▸ **Required action**:
Could you say how many lines below contain the word "PartialEq"? Give the number with no other text.

▸ **Data for analysis**:
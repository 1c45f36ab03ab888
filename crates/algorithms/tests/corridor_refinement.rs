//! Corridor refinement properties on a textured cost surface.

use geo::Point;
use travesia_algorithms::corridor::{corridor, Corridor, CorridorParams, RefinementSchedule, Tolerance};
use travesia_algorithms::cost::{cumulative_cost, rasterize_points, CumulativeCostParams};
use travesia_core::{GeoTransform, Mask, Raster};

const N: usize = 32;

fn fields() -> (Raster<f64>, Raster<f64>) {
    let mut cost = Raster::new(N, N);
    cost.set_transform(GeoTransform::new(0.0, N as f64 * 10.0, 10.0, -10.0));
    cost.set_nodata(Some(f64::NAN));
    for r in 0..N {
        for c in 0..N {
            let wave = ((r as f64 * 0.7).sin() * (c as f64 * 0.45).cos()).abs();
            cost.set(r, c, 1.0 + 3.0 * wave).unwrap();
        }
    }
    let a = rasterize_points(&cost, &[Point::new(25.0, 295.0)]);
    let b = rasterize_points(&cost, &[Point::new(295.0, 25.0)]);
    (
        cumulative_cost(&cost, &a, CumulativeCostParams::default()).unwrap(),
        cumulative_cost(&cost, &b, CumulativeCostParams::default()).unwrap(),
    )
}

fn run(rounds: usize) -> Corridor {
    let (a, b) = fields();
    let params = CorridorParams {
        schedule: RefinementSchedule::progressive(rounds, 8.0, 0.5, 0.1, 0.5),
        ..Default::default()
    };
    corridor(&a, &b, &Mask::full_like(&a), &params).unwrap()
}

#[test]
fn rounds_are_nested() {
    let one = run(1);
    let two = run(2);
    let four = run(4);
    assert!(two.mask.is_subset_of(&one.mask).unwrap());
    assert!(four.mask.is_subset_of(&two.mask).unwrap());
    assert!(four.mask.count_in() > 0);

    let cells: Vec<usize> = four.rounds.iter().map(|r| r.cells).collect();
    assert!(cells.windows(2).all(|w| w[1] <= w[0]), "{:?}", cells);
    let scales: Vec<usize> = four.rounds.iter().map(|r| r.scale_used).collect();
    assert_eq!(scales, vec![8, 4, 2, 1]);
}

#[test]
fn corridor_is_idempotent_at_native_scale() {
    let (a, b) = fields();
    let params = CorridorParams {
        schedule: RefinementSchedule::single(1.0, Tolerance::FractionOfMin(0.02)),
        ..Default::default()
    };
    let first = corridor(&a, &b, &Mask::full_like(&a), &params).unwrap();
    let again = corridor(&a, &b, &first.mask, &params).unwrap();
    assert_eq!(first.mask.cells(), again.mask.cells());
    assert_eq!(first.min_cost(), again.min_cost());
}

#[test]
fn repeated_progressive_runs_agree() {
    let (a, b) = fields();
    let region = Mask::full_like(&a);
    let params = CorridorParams {
        schedule: RefinementSchedule::progressive(3, 8.0, 0.5, 0.1, 0.5),
        ..Default::default()
    };
    let first = corridor(&a, &b, &region, &params).unwrap();
    let second = corridor(&a, &b, &region, &params).unwrap();
    assert_eq!(first.rounds.len(), 3);
    assert_eq!(first.mask.cells(), second.mask.cells());
    assert_eq!(first.rounds, second.rounds);
    assert_eq!(first.polygons, second.polygons);
}

#[test]
fn corridor_stays_inside_region() {
    let (a, b) = fields();
    let mut region = Mask::full_like(&a);
    for r in 0..N {
        for c in 0..N / 2 {
            region.set(r, c, 0).unwrap();
        }
    }
    let params = CorridorParams {
        schedule: RefinementSchedule::progressive(3, 4.0, 0.5, 0.05, 0.5),
        ..Default::default()
    };
    let result = corridor(&a, &b, &region, &params).unwrap();
    assert!(result.mask.is_subset_of(&region).unwrap());
}

#[test]
fn budget_fallback_is_reported() {
    let (a, b) = fields();
    let params = CorridorParams {
        schedule: RefinementSchedule::single(1.0, Tolerance::FractionOfMin(0.1)),
        max_pixels: 100.0,
    };
    let result = corridor(&a, &b, &Mask::full_like(&a), &params).unwrap();
    let round = &result.rounds[0];
    assert!(round.coarsened);
    assert!(round.scale_used >= 4);
    assert!(result.mask.count_in() > 0);
}
//! Raster element trait for generic cell values

use num_traits::{NumCast, Zero};
use std::fmt::Debug;

/// Trait for types that can be stored in a raster cell.
///
/// Every element type has a notion of "absent": `NaN` for floats, and the
/// raster's declared no-data value for both floats and integers.
pub trait RasterElement:
    Copy + Clone + Debug + PartialOrd + PartialEq + NumCast + Zero + Send + Sync + 'static
{
    /// No-data value used when a raster does not declare one
    fn default_nodata() -> Self;

    /// Check if this value represents no-data
    fn is_nodata(&self, nodata: Option<Self>) -> bool;

    /// Whether this type is a floating point type
    fn is_float() -> bool;

    /// Convert self to f64
    fn to_f64(self) -> Option<f64> {
        NumCast::from(self)
    }

    /// Convert from f64, `None` if the value does not fit
    fn from_f64(value: f64) -> Option<Self> {
        NumCast::from(value)
    }
}

macro_rules! integer_element {
    ($($t:ty),*) => {$(
        impl RasterElement for $t {
            fn default_nodata() -> Self {
                <$t>::MIN
            }

            fn is_nodata(&self, nodata: Option<Self>) -> bool {
                nodata.is_some_and(|nd| *self == nd)
            }

            fn is_float() -> bool {
                false
            }
        }
    )*};
}

macro_rules! float_element {
    ($($t:ty),*) => {$(
        impl RasterElement for $t {
            fn default_nodata() -> Self {
                <$t>::NAN
            }

            fn is_nodata(&self, nodata: Option<Self>) -> bool {
                if self.is_nan() {
                    return true;
                }
                match nodata {
                    Some(nd) if !nd.is_nan() => (self - nd).abs() < <$t>::EPSILON * 100.0,
                    _ => false,
                }
            }

            fn is_float() -> bool {
                true
            }
        }
    )*};
}

integer_element!(u8, u16, i16, i32);
float_element!(f32, f64);

#[cfg(test)]
mod tests {
    use super::*;

    #[test]
    fn test_float_nodata() {
        assert!(f64::NAN.is_nodata(None));
        assert!((-9999.0f64).is_nodata(Some(-9999.0)));
        assert!(!1.0f64.is_nodata(Some(f64::NAN)));
    }

    #[test]
    fn test_integer_nodata() {
        assert!(!0u8.is_nodata(None));
        assert!(255u8.is_nodata(Some(255)));
        assert_eq!(u8::from_f64(300.0), None);
    }
}
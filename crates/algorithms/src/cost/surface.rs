//! Cost surface builder
//!
//! Elevation → slope (and aspect) → per-cell friction, with water cells forced
//! to [`IMPASSABLE_COST`].

use geo::{Bearing, Haversine, Point};
use travesia_core::{Algorithm, Error, Mask, Raster, Result};

use super::model::{CostFunction, CostModel, IMPASSABLE_COST};
use super::water::{dry_like, is_water};
use crate::maybe_rayon::*;
use crate::terrain::{aspect, slope, SlopeParams, SlopeUnits, FLAT_ASPECT};

/// Parameters for [`build_cost`]
#[derive(Debug, Clone, Default)]
pub struct CostSurfaceParams {
    pub function: CostFunction,
    /// Slope derivation; units are always forced to degrees.
    pub slope: SlopeParams,
}

/// Forward/backward cost pair for travel between two points
#[derive(Debug, Clone)]
pub struct DirectionalCost {
    /// Cost for travel from `from` toward `to`
    pub forward: Raster<f64>,
    /// Cost for travel from `to` back toward `from`
    pub backward: Raster<f64>,
    /// Azimuth of the forward direction, degrees clockwise from north
    pub azimuth: f64,
}

/// Friction surface from precomputed slope (degrees) and optional aspect.
///
/// Water cells yield [`IMPASSABLE_COST`] whatever their slope. Other cells
/// with absent slope stay absent. When the model reads aspect and no aspect
/// raster is given, every cell is treated as flat-facing.
pub fn cost_from_terrain(
    slope_deg: &Raster<f64>,
    aspect_deg: Option<&Raster<f64>>,
    water: &Mask,
    model: &dyn CostModel,
) -> Result<Raster<f64>> {
    slope_deg.ensure_same_grid(water)?;
    if let Some(a) = aspect_deg {
        slope_deg.ensure_same_grid(a)?;
    }
    let (rows, cols) = slope_deg.shape();

    let data: Vec<f64> = (0..rows)
        .into_par_iter()
        .flat_map(|row| {
            (0..cols)
                .map(|col| {
                    if is_water(water, row, col) {
                        return IMPASSABLE_COST;
                    }
                    let Some(s) = slope_deg.value_at(row, col) else {
                        return f64::NAN;
                    };
                    let a = aspect_deg
                        .and_then(|a| a.value_at(row, col))
                        .unwrap_or(FLAT_ASPECT);
                    model.cost(s, a)
                })
                .collect::<Vec<_>>()
        })
        .collect();

    slope_deg.derive(data, Some(f64::NAN))
}

/// Friction surface straight from an elevation raster.
pub fn build_cost(elevation: &Raster<f64>, water: &Mask, params: &CostSurfaceParams) -> Result<Raster<f64>> {
    let slope_params = SlopeParams {
        units: SlopeUnits::Degrees,
        ..params.slope.clone()
    };
    let slope_deg = slope(elevation, slope_params)?;
    let aspect_deg = if params.function.uses_aspect() {
        Some(aspect(elevation, params.slope.edge)?)
    } else {
        None
    };
    cost_from_terrain(&slope_deg, aspect_deg.as_ref(), water, &params.function)
}

/// Initial great-circle bearing from `from` to `to` (lon/lat), degrees in [0, 360).
pub fn travel_azimuth(from: Point<f64>, to: Point<f64>) -> f64 {
    Haversine::bearing(from, to).rem_euclid(360.0)
}

/// Bearing on the grid's own coordinates: great-circle for geographic
/// rasters, planar otherwise.
fn grid_azimuth(grid: &Raster<f64>, from: Point<f64>, to: Point<f64>) -> f64 {
    if grid.is_geographic() {
        travel_azimuth(from, to)
    } else {
        (to.x() - from.x()).atan2(to.y() - from.y()).to_degrees().rem_euclid(360.0)
    }
}

/// Anisotropic Tobler surfaces for both directions of travel between two points.
///
/// The backward surface is evaluated with the azimuth turned by 180°, so a
/// cell that is downhill going out is uphill coming back.
pub fn directional_cost_surfaces(
    elevation: &Raster<f64>,
    water: &Mask,
    from: Point<f64>,
    to: Point<f64>,
    slope_params: &SlopeParams,
) -> Result<DirectionalCost> {
    if from == to {
        return Err(Error::InvalidParameter {
            name: "to",
            value: format!("{:?}", to.x_y()),
            reason: "travel direction is undefined for identical endpoints".into(),
        });
    }
    let slope_deg = slope(
        elevation,
        SlopeParams {
            units: SlopeUnits::Degrees,
            ..slope_params.clone()
        },
    )?;
    let aspect_deg = aspect(elevation, slope_params.edge)?;
    let azimuth = grid_azimuth(elevation, from, to);

    let forward = cost_from_terrain(
        &slope_deg,
        Some(&aspect_deg),
        water,
        &CostFunction::AnisotropicTobler { azimuth },
    )?;
    let backward = cost_from_terrain(
        &slope_deg,
        Some(&aspect_deg),
        water,
        &CostFunction::AnisotropicTobler {
            azimuth: (azimuth + 180.0).rem_euclid(360.0),
        },
    )?;

    Ok(DirectionalCost {
        forward,
        backward,
        azimuth,
    })
}

/// Cost surface as an [`Algorithm`]: input is `(elevation, optional water mask)`.
#[derive(Debug, Clone, Default)]
pub struct CostSurface;

impl Algorithm for CostSurface {
    type Input = (Raster<f64>, Option<Mask>);
    type Output = Raster<f64>;
    type Params = CostSurfaceParams;
    type Error = Error;

    fn name(&self) -> &'static str {
        "CostSurface"
    }

    fn description(&self) -> &'static str {
        "Per-cell travel friction from slope and water"
    }

    fn execute(&self, input: Self::Input, params: Self::Params) -> Result<Self::Output> {
        let (elevation, water) = input;
        let water = water.unwrap_or_else(|| dry_like(&elevation));
        build_cost(&elevation, &water, &params)
    }
}
//! Per-cell cost functions of slope (and aspect, for the directional model)

use serde::{Deserialize, Serialize};

/// Cost assigned to impassable cells (water) and the cap of every cost function.
pub const IMPASSABLE_COST: f64 = 10_000.0;

/// A friction model evaluated per cell.
///
/// Implementations must return a non-negative value no larger than
/// [`IMPASSABLE_COST`], and NaN only when the slope itself is NaN.
pub trait CostModel: Send + Sync {
    /// Cost of a cell with the given slope and aspect, both in degrees.
    ///
    /// Aspect is the compass bearing the slope faces, or a negative value for
    /// flat cells. Isotropic models ignore it.
    fn cost(&self, slope_deg: f64, aspect_deg: f64) -> f64;

    /// Whether `cost` reads the aspect argument.
    fn uses_aspect(&self) -> bool {
        false
    }
}

/// Tobler's hiking function: `1 / (6·exp(−3.5·|tan(slope + 0.05)|))`.
pub fn tobler_cost(slope_deg: f64) -> f64 {
    let speed = 6.0 * (-3.5 * (slope_deg.to_radians() + 0.05).tan().abs()).exp();
    cap(1.0 / speed)
}

/// Quadratic terrain cost: `1 − 0.025·slope + 0.031·slope²` (slope in degrees).
pub fn quadratic_cost(slope_deg: f64) -> f64 {
    cap(1.0 - 0.025 * slope_deg + 0.031 * slope_deg * slope_deg)
}

/// Tobler's function on the signed grade met when walking along `azimuth_deg`.
///
/// The effective grade is `tan(slope)·cos(azimuth − aspect)`: positive when
/// heading the way the slope faces, negative against it. Flat cells
/// (negative aspect) have zero grade.
pub fn anisotropic_tobler_cost(slope_deg: f64, aspect_deg: f64, azimuth_deg: f64) -> f64 {
    if slope_deg.is_nan() {
        return f64::NAN;
    }
    let grade = if aspect_deg < 0.0 || aspect_deg.is_nan() {
        0.0
    } else {
        slope_deg.to_radians().tan() * (azimuth_deg - aspect_deg).to_radians().cos()
    };
    tobler_on_grade(grade)
}

/// `1 / (6·exp(−3.5·|grade + 0.05|))`, capped.
fn tobler_on_grade(grade: f64) -> f64 {
    let speed = 6.0 * (-3.5 * (grade + 0.05).abs()).exp();
    cap(1.0 / speed)
}

/// `f64::min` would turn NaN into the cap.
fn cap(cost: f64) -> f64 {
    if cost > IMPASSABLE_COST { IMPASSABLE_COST } else { cost }
}

/// The built-in cost models
#[derive(Debug, Clone, Copy, Default, PartialEq, Serialize, Deserialize)]
#[serde(tag = "kind", rename_all = "snake_case")]
pub enum CostFunction {
    #[default]
    Tobler,
    Quadratic,
    /// Direction-dependent Tobler for travel along a fixed azimuth (degrees)
    AnisotropicTobler { azimuth: f64 },
}

impl CostModel for CostFunction {
    fn cost(&self, slope_deg: f64, aspect_deg: f64) -> f64 {
        match *self {
            CostFunction::Tobler => tobler_cost(slope_deg),
            CostFunction::Quadratic => quadratic_cost(slope_deg),
            CostFunction::AnisotropicTobler { azimuth } => {
                anisotropic_tobler_cost(slope_deg, aspect_deg, azimuth)
            }
        }
    }

    fn uses_aspect(&self) -> bool {
        matches!(self, CostFunction::AnisotropicTobler { .. })
    }
}

#[cfg(test)]
mod tests {
    use super::*;

    #[test]
    fn test_tobler_flat_value() {
        // 1 / (6·exp(−3.5·tan(0.05)))
        let expected = 1.0 / (6.0 * (-3.5 * 0.05f64.tan()).exp());
        assert!((tobler_cost(0.0) - expected).abs() < 1e-12);
    }

    #[test]
    fn test_tobler_monotone_and_capped() {
        let mut previous = tobler_cost(0.0);
        let mut capped = false;
        for tenth in 1..900 {
            let s = tenth as f64 / 10.0;
            let c = tobler_cost(s);
            assert!(c >= 0.0);
            assert!(c >= previous, "cost decreased at {}°: {} < {}", s, c, previous);
            assert!(c <= IMPASSABLE_COST);
            capped |= c == IMPASSABLE_COST;
            previous = c;
        }
        assert!(capped, "steep slopes must hit the cap");
        assert_eq!(tobler_cost(89.99), IMPASSABLE_COST);
    }

    #[test]
    fn test_quadratic_shape() {
        assert!((quadratic_cost(0.0) - 1.0).abs() < 1e-12);
        assert!((quadratic_cost(10.0) - (1.0 - 0.25 + 3.1)).abs() < 1e-12);
        for tenth in 0..900 {
            assert!(quadratic_cost(tenth as f64 / 10.0) > 0.0);
        }
        assert!(quadratic_cost(89.0) < IMPASSABLE_COST);
    }

    #[test]
    fn test_anisotropic_direction_matters() {
        // Slope facing east (aspect 90°): along the aspect the grade is +tan(slope)
        let along = anisotropic_tobler_cost(10.0, 90.0, 90.0);
        let against = anisotropic_tobler_cost(10.0, 90.0, 270.0);
        let across = anisotropic_tobler_cost(10.0, 90.0, 0.0);
        assert!(along > against);
        assert!((across - tobler_on_grade(0.0)).abs() < 1e-9);
    }

    #[test]
    fn test_anisotropic_grade_formula() {
        let t = 10f64.to_radians().tan();
        let expected = 1.0 / (6.0 * (-3.5 * (t + 0.05).abs()).exp());
        assert!((anisotropic_tobler_cost(10.0, 90.0, 90.0) - expected).abs() < 1e-12);
        assert!((anisotropic_tobler_cost(10.0, 90.0, 90.0) - 0.3680210885000611).abs() < 1e-12);

        let reverse = 1.0 / (6.0 * (-3.5 * (-t + 0.05).abs()).exp());
        assert!((anisotropic_tobler_cost(10.0, 90.0, 270.0) - reverse).abs() < 1e-12);
    }

    #[test]
    fn test_anisotropic_flat_cell() {
        let flat = anisotropic_tobler_cost(0.0, -1.0, 45.0);
        assert!((flat - tobler_on_grade(0.0)).abs() < 1e-12);
        assert!(anisotropic_tobler_cost(f64::NAN, 10.0, 45.0).is_nan());
    }

    #[test]
    fn test_cost_function_dispatch() {
        assert_eq!(CostFunction::Tobler.cost(5.0, 0.0), tobler_cost(5.0));
        assert_eq!(CostFunction::Quadratic.cost(5.0, 0.0), quadratic_cost(5.0));
        assert!(CostFunction::Tobler.cost(f64::NAN, 0.0).is_nan());
        assert!(CostFunction::AnisotropicTobler { azimuth: 0.0 }.uses_aspect());
        assert!(!CostFunction::Tobler.uses_aspect());
    }
}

▸ **Your response**:
2